## Work instruction
Please transcribe the listing below exactly, but only from the line containing "cell.to_text() == value))" through its last line.

## Records supplied
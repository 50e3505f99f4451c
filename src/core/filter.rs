// ClaimAudit - core/filter.rs
//
// Post-query filter for audit results.
// All active filters are AND-combined.
// Core layer: pure logic, no I/O or UI dependencies.

use crate::core::model::AuditResult;
use crate::util::error::FilterError;

/// Result column matched by the pharmacy filter.
pub const PHARMACY_COLUMN: &str = "pharmacy_id";

/// Result column matched by the patient filter.
pub const PATIENT_COLUMN: &str = "patient_id";

/// Complete filter state. All fields are AND-combined when applied.
#[derive(Debug, Clone, Default, PartialEq)]
pub struct FilterState {
    /// Exact pharmacy ID. Empty = no filter.
    pub pharmacy_id: String,

    /// Exact patient ID. Empty = no filter.
    pub patient_id: String,
}

impl FilterState {
    /// Returns true if no filters are active.
    pub fn is_empty(&self) -> bool {
        self.pharmacy_id.is_empty() && self.patient_id.is_empty()
    }

    /// Active (column, value) pairs.
    fn active(&self) -> Vec<(&'static str, &str)> {
        [
            (PHARMACY_COLUMN, self.pharmacy_id.as_str()),
            (PATIENT_COLUMN, self.patient_id.as_str()),
        ]
        .into_iter()
        .filter(|(_, value)| !value.is_empty())
        .collect()
    }
}

/// Apply filters to an audit result, returning indices of matching rows.
///
/// A cell matches when its canonical text form equals the filter value
/// exactly, so the integer `12` matches the filter text `"12"`. No trimming
/// or case folding is applied.
///
/// Fails if a non-empty filter names a column the result does not have.
pub fn apply_filters(result: &AuditResult, filter: &FilterState) -> Result<Vec<usize>, FilterError> {
    if filter.is_empty() {
        return Ok((0..result.rows.len()).collect());
    }

    let mut predicates = Vec::new();
    for (column, value) in filter.active() {
        let idx = result
            .column_index(column)
            .ok_or(FilterError::ColumnNotInResult {
                column,
                audit: result.audit,
            })?;
        predicates.push((idx, value));
    }

    Ok(result
        .rows
        .iter()
        .enumerate()
        .filter(|(_, row)| {
            predicates
                .iter()
                .all(|&(idx, value)| row.get(idx).is_some_and(|cell| cell.to_text() == value))
        })
        .map(|(idx, _)| idx)
        .collect())
}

## Exercise result
                .all(|&(idx, value)| row.get(idx).is_some_and(|cell| cell.to_text() == value))
        })
        .map(|(idx, _)| idx)
        .collect())
}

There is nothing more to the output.